FSA estimates that, compared with 1982 erosion rates, the CRP has reduced erosion by more than 454 million tons per year on the land enrolled in the program. Through April 2006, CRP had also restored 2 million acres of wetlands and 2.5 million acres of buffers. Other conservation benefits the Natural Resources Conservation Service (NRCS) has documented include sequestering more than 48 million metric tons of carbon annually; establishing more than 3.2 million acres of wildlife habitat; and reducing the application of nitrogen by 681,000 tons and phosphorus by 104,000 tons.

NRCS estimated that, prior to 2003, monetized CRP benefits (such as increased wildlife habitat and small game hunting) averaged about $1.4 billion per year. The figure did not include nonmonetized benefits such as improved groundwater quality and wetland restoration.

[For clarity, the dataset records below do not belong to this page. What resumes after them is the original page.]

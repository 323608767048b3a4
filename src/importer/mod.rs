// ==========================================
// 合金配料系统 - 导入层
// ==========================================
// 职责: 外部原料目录导入，生成 material 表数据
// 支持: CSV
// ==========================================

pub mod catalog_csv;
pub mod error;
pub mod file_parser;

// 重导出核心类型
pub use catalog_csv::{parse_catalog, CatalogCsvImporter, CatalogImportSummary};
pub use error::{ImportError, ImportResult};
pub use file_parser::{CsvParser, RawRow, RawTable};
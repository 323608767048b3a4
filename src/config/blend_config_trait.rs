// ==========================================
// 合金配料系统 - 配料配置读取 Trait
// ==========================================
// 职责: 定义优化链路与投料执行所需的配置读取接口（不包含实现）
// 红线: 不包含配置写入、不包含业务逻辑
// ==========================================

use std::error::Error;

// ==========================================
// BlendConfigReader Trait
// ==========================================
// 实现者: ConfigManager（从 config_kv 表读取）
pub trait BlendConfigReader: Send + Sync {
    // ===== 配方解释 =====

    /// 求解结果噪声阈值（小于等于该值的配比视为 0）
    ///
    /// # 默认值
    /// - 1e-9
    fn get_solution_epsilon(&self) -> Result<f64, Box<dyn Error>>;

    /// 配方占比 / 成本保留的小数位
    ///
    /// # 默认值
    /// - 2
    fn get_percentage_decimals(&self) -> Result<u32, Box<dyn Error>>;

    // ===== 求解器 =====

    /// 单纯形最大迭代次数
    ///
    /// # 默认值
    /// - 10000
    fn get_solver_max_iterations(&self) -> Result<usize, Box<dyn Error>>;

    // ===== 投料执行 =====

    /// 配方占比合计允许偏离 100 的幅度（百分点）
    ///
    /// # 默认值
    /// - 0.1
    fn get_recipe_sum_tolerance_pct(&self) -> Result<f64, Box<dyn Error>>;

    /// 请求未指定操作人时记录的默认操作人
    ///
    /// # 默认值
    /// - "system"
    fn get_default_operator(&self) -> Result<String, Box<dyn Error>>;
}
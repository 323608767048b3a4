// ==========================================
// 合金配料系统 - 应用层
// ==========================================
// 职责: 组装 Repository / Engine / API，供命令行入口使用
// ==========================================

pub mod state;

// 重导出
pub use state::{get_default_db_path, AppState};
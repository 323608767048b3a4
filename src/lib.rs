// ==========================================
// 合金配料系统 - 核心库
// ==========================================
// 技术栈: Rust + SQLite
// 系统定位: 最低成本配料计算 + 原子化投料执行
// ==========================================

// ==========================================
// 模块声明
// ==========================================

// 领域层 - 实体与类型
pub mod domain;

// 数据仓储层 - 数据访问
pub mod repository;

// 引擎层 - 建模 / 求解 / 解释 / 投料执行
pub mod engine;

// 导入层 - 外部数据
pub mod importer;

// 配置层 - 系统配置
pub mod config;

// 数据库基础设施（连接初始化/PRAGMA 统一/建表）
pub mod db;

// 日志系统
pub mod logging;

// API 层 - 业务接口
pub mod api;

// 应用层 - 组装
pub mod app;

// ==========================================
// 重导出核心类型
// ==========================================

// 领域实体与类型
pub use domain::{
    Composition, ElementBound, ExecutionStatus, Material, MaterialUsage, ProductionRecord,
    QualityStatus, Recipe, RecipeLine, RequirementSet,
};

// 引擎
pub use engine::{
    BlendError, BlendOrchestrator, BlendSolver, ConstraintModelBuilder, DenseSimplexSolver,
    InventoryCommitCoordinator, RecipeInterpreter,
};

// 仓储
pub use repository::{InMemoryInventoryStore, InventoryStore, MaterialCatalog, SqliteInventoryStore};

// API
pub use api::{ApiError, BlendApi, MaterialApi, ProductionApi};

// ==========================================
// 常量定义
// ==========================================

// 系统版本
pub const VERSION: &str = env!("CARGO_PKG_VERSION");

// 系统名称
pub const APP_NAME: &str = "合金配料系统";
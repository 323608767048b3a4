// ==========================================
// 合金配料系统 - SQLite 连接初始化
// ==========================================
// 目标:
// - 统一所有 Connection::open 的 PRAGMA 行为
// - 统一 busy_timeout，投料事务抢写锁时排队等待而不是立即失败
// - 建表（幂等）
// ==========================================

use rusqlite::Connection;
use rusqlite::OptionalExtension;
use std::time::Duration;

/// 默认 busy_timeout（毫秒）
///
/// 同时也是投料事务等待写锁的上限
pub const DEFAULT_BUSY_TIMEOUT_MS: u64 = 5_000;

/// 当前代码所期望的 schema_version
pub const CURRENT_SCHEMA_VERSION: i64 = 1;

/// 配置 SQLite 连接的统一 PRAGMA
///
/// 说明：
/// - foreign_keys 需要"每个连接"单独开启
/// - busy_timeout 需要"每个连接"单独配置
pub fn configure_sqlite_connection(conn: &Connection) -> rusqlite::Result<()> {
    conn.execute_batch("PRAGMA foreign_keys = ON;")?;
    conn.busy_timeout(Duration::from_millis(DEFAULT_BUSY_TIMEOUT_MS))?;
    Ok(())
}

/// 打开 SQLite 连接并应用统一配置
pub fn open_sqlite_connection(db_path: &str) -> rusqlite::Result<Connection> {
    let conn = Connection::open(db_path)?;
    configure_sqlite_connection(&conn)?;
    Ok(conn)
}

/// 初始化数据库 schema（幂等）
pub fn init_schema(conn: &Connection) -> rusqlite::Result<()> {
    conn.execute_batch(
        r#"
        CREATE TABLE IF NOT EXISTS schema_version (
            version INTEGER PRIMARY KEY,
            applied_at TEXT NOT NULL DEFAULT (datetime('now'))
        );

        CREATE TABLE IF NOT EXISTS config_kv (
            scope_id TEXT NOT NULL,
            key TEXT NOT NULL,
            value TEXT NOT NULL,
            updated_at TEXT NOT NULL DEFAULT (datetime('now')),
            PRIMARY KEY (scope_id, key)
        );

        CREATE TABLE IF NOT EXISTS material (
            material_id TEXT PRIMARY KEY,
            name TEXT NOT NULL UNIQUE,
            location TEXT,
            composition_json TEXT NOT NULL DEFAULT '{}',
            stock_kg REAL NOT NULL DEFAULT 0 CHECK (stock_kg >= 0),
            unit_price REAL NOT NULL DEFAULT 0,
            updated_at TEXT NOT NULL
        );

        CREATE TABLE IF NOT EXISTS production_record (
            record_id TEXT PRIMARY KEY,
            product_name TEXT NOT NULL,
            amount_kg REAL NOT NULL,
            produced_at TEXT NOT NULL,
            operator TEXT NOT NULL,
            quality_status TEXT NOT NULL DEFAULT 'PENDING',
            quality_note TEXT,
            materials_used_json TEXT NOT NULL
        );

        CREATE INDEX IF NOT EXISTS idx_production_record_product
            ON production_record(product_name, produced_at);
        "#,
    )?;

    conn.execute(
        "INSERT OR IGNORE INTO schema_version (version) VALUES (?1)",
        [CURRENT_SCHEMA_VERSION],
    )?;
    Ok(())
}

/// 读取 schema_version（若表不存在则返回 None）
pub fn read_schema_version(conn: &Connection) -> rusqlite::Result<Option<i64>> {
    let has_table: bool = conn
        .query_row(
            "SELECT 1 FROM sqlite_master WHERE type='table' AND name='schema_version' LIMIT 1",
            [],
            |_row| Ok(true),
        )
        .optional()?
        .unwrap_or(false);

    if !has_table {
        return Ok(None);
    }

    let v: Option<i64> = conn.query_row("SELECT MAX(version) FROM schema_version", [], |row| row.get(0))?;
    Ok(v)
}

#[cfg(test)]
mod tests {
    use super::*;

    #[test]
    fn test_init_schema_is_idempotent() {
        let conn = Connection::open_in_memory().unwrap();
        configure_sqlite_connection(&conn).unwrap();

        assert_eq!(read_schema_version(&conn).unwrap(), None);

        init_schema(&conn).unwrap();
        init_schema(&conn).unwrap();

        assert_eq!(read_schema_version(&conn).unwrap(), Some(CURRENT_SCHEMA_VERSION));
    }
}
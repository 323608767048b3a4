// ==========================================
// 合金配料系统 - 原料领域模型
// ==========================================
// 职责: 原料主数据（成分/单价/库存）
// 红线: 库存只允许由投料执行事务扣减，不得为负
// ==========================================

use chrono::{DateTime, Utc};
use serde::{Deserialize, Serialize};
use std::collections::BTreeMap;

/// 成分表: 元素符号 → 质量百分比（0~100）
///
/// 使用 BTreeMap 保证序列化顺序稳定（JSON 快照可比对）
pub type Composition = BTreeMap<String, f64>;

// ==========================================
// Material - 原料
// ==========================================
// 对齐: material 表
// 说明: 成分合计不要求等于 100（存在"其他"杂项）
#[derive(Debug, Clone, PartialEq, Serialize, Deserialize)]
pub struct Material {
    // ===== 主键 =====
    pub material_id: String, // 原料唯一标识

    // ===== 基础信息 =====
    pub name: String,             // 原料名称（唯一，配方按名称引用）
    pub location: Option<String>, // 存放库位

    // ===== 配料维度 =====
    pub composition: Composition, // 元素成分（wt%）
    pub stock_kg: f64,            // 可用库存（kg）
    pub unit_price: f64,          // 单价（每 kg）

    // ===== 审计字段 =====
    pub updated_at: DateTime<Utc>,
}

impl Material {
    /// 创建原料（自动生成 material_id）
    pub fn new(name: &str, composition: Composition, stock_kg: f64, unit_price: f64) -> Self {
        Self {
            material_id: uuid::Uuid::new_v4().to_string(),
            name: name.to_string(),
            location: None,
            composition,
            stock_kg,
            unit_price,
            updated_at: Utc::now(),
        }
    }

    /// 指定元素的成分百分比，未登记视为 0
    pub fn element_pct(&self, element: &str) -> f64 {
        self.composition.get(element).copied().unwrap_or(0.0)
    }

    /// 是否可参与配料（库存 > 0）
    pub fn is_eligible(&self) -> bool {
        self.stock_kg > 0.0
    }
}
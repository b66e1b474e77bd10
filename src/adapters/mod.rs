// Adapters layer: concrete implementations for external systems and formats
// (DMI HTTP API, NetCDF input, GeoTIFF output). Storage backends live in config/.

pub mod dmi;
pub mod geotiff;
pub mod netcdf_parser;
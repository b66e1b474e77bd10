use crate::adapters::dmi::DmiClient;
use crate::adapters::geotiff::encode_geotiff;
use crate::adapters::netcdf_parser::decode_cube;
use crate::core::reproject::Regridder;
use crate::core::{ConfigProvider, Pipeline, Storage};
use crate::domain::model::{
    time_key, ForecastManifest, ForecastSlice, GridCrs, Payload, TransformResult,
};
use crate::utils::error::{IngestError, Result};

pub const MANIFEST_FILE: &str = "forecasts.json";
const PROGRESS_EVERY: usize = 10;

/// Key prefix that holds every slice of one parameter.
pub fn object_prefix(base_path: &str, collection: &str, parameter: &str) -> String {
    [base_path, collection, parameter]
        .iter()
        .map(|part| part.trim_matches('/'))
        .filter(|part| !part.is_empty())
        .collect::<Vec<_>>()
        .join("/")
}

/// Decodes a NetCDF payload, regrids it and encodes one GeoTIFF per forecast time.
pub fn build_slices(payload: &[u8], parameter: &str, crs: GridCrs) -> Result<Vec<ForecastSlice>> {
    let cube = decode_cube(payload, parameter, crs)?;
    if cube.times.is_empty() {
        return Err(IngestError::invalid_data(format!(
            "Payload for {} holds no forecast times",
            parameter
        )));
    }
    tracing::debug!(
        "Decoded {} forecast times on a {}x{} {:?} grid",
        cube.times.len(),
        cube.width(),
        cube.height(),
        cube.crs
    );

    let regridder = Regridder::for_cube(&cube)?;
    cube.times
        .iter()
        .enumerate()
        .map(|(index, time)| {
            let raster = regridder.apply(cube.slice(index));
            Ok(ForecastSlice {
                time_key: time_key(time),
                data: encode_geotiff(&raster)?,
            })
        })
        .collect()
}

pub struct ForecastPipeline<S: Storage, C: ConfigProvider> {
    storage: S,
    config: C,
    client: DmiClient,
}

impl<S: Storage, C: ConfigProvider> ForecastPipeline<S, C> {
    pub fn new(storage: S, config: C, client: DmiClient) -> Self {
        Self {
            storage,
            config,
            client,
        }
    }

    fn prefix(&self, parameter: &str) -> String {
        object_prefix(
            self.config.base_path(),
            self.config.collection().id(),
            parameter,
        )
    }
}

#[async_trait::async_trait]
impl<S: Storage, C: ConfigProvider> Pipeline for ForecastPipeline<S, C> {
    async fn extract(&self, parameter: &str) -> Result<Payload> {
        tracing::info!(
            "Request data from DMI API for '{}' / '{}'",
            self.config.collection(),
            parameter
        );
        self.client
            .fetch_cube(self.config.collection(), parameter, self.config.bbox())
            .await
    }

    async fn transform(&self, parameter: &str, payload: Payload) -> Result<TransformResult> {
        let crs = if self.config.collection().is_lambert() {
            GridCrs::DmiLambert
        } else {
            GridCrs::Geographic
        };
        tracing::info!("Transform NetCDF ({} bytes) into GeoTIFF slices", payload.len());

        // 解碼與編碼皆為 CPU 密集工作
        let name = parameter.to_string();
        let slices =
            tokio::task::spawn_blocking(move || build_slices(&payload, &name, crs)).await??;

        Ok(TransformResult {
            parameter: parameter.to_string(),
            slices,
        })
    }

    async fn load(&self, result: TransformResult) -> Result<String> {
        let prefix = self.prefix(&result.parameter);

        let deleted = self.storage.delete_prefix(&prefix).await?;
        tracing::debug!("Deleted {} outdated objects under {}", deleted, prefix);

        let total = result.slices.len();
        let mut manifest = ForecastManifest::default();
        for (index, slice) in result.slices.iter().enumerate() {
            let path = format!("{}/{}", prefix, slice.file_name());
            self.storage.write_file(&path, &slice.data).await?;
            manifest
                .forecasts
                .insert(slice.time_key.clone(), self.storage.public_url(&path));

            if index % PROGRESS_EVERY == 0 {
                tracing::info!("Uploaded {} of {} files.", index + 1, total);
            }
        }

        let manifest_path = format!("{}/{}", prefix, MANIFEST_FILE);
        let manifest_json = serde_json::to_vec_pretty(&manifest)?;
        self.storage
            .write_file(&manifest_path, &manifest_json)
            .await?;

        Ok(self.storage.public_url(&manifest_path))
    }
}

FSA has released a number of reports that details CRP’s positive environmental effects on air and water quality and fish and wildlife. Included are two federal studies released in 2007 that showed the positive effects the CRP had on grassland birds in North and South Dakota and duck populations in the Dakotas and eastern Montana.

Additional Resources

Farm Service Agency

FSA Conservation Reserve Program 2006 Annual Report

FSA CRP environmental effects studies

Natural Resources Conservation Service

Congressional Research Service report

Fish and wildlife study

Grassland bird study

Duck species study

CRP Subprograms

  • Conservation Reserve Enhancement Program

    The Conservation Reserve Enhancement Program provides private landowners with annual incentives to keep land out of agricultural production in specified geographic areas, such as watersheds or wetlands.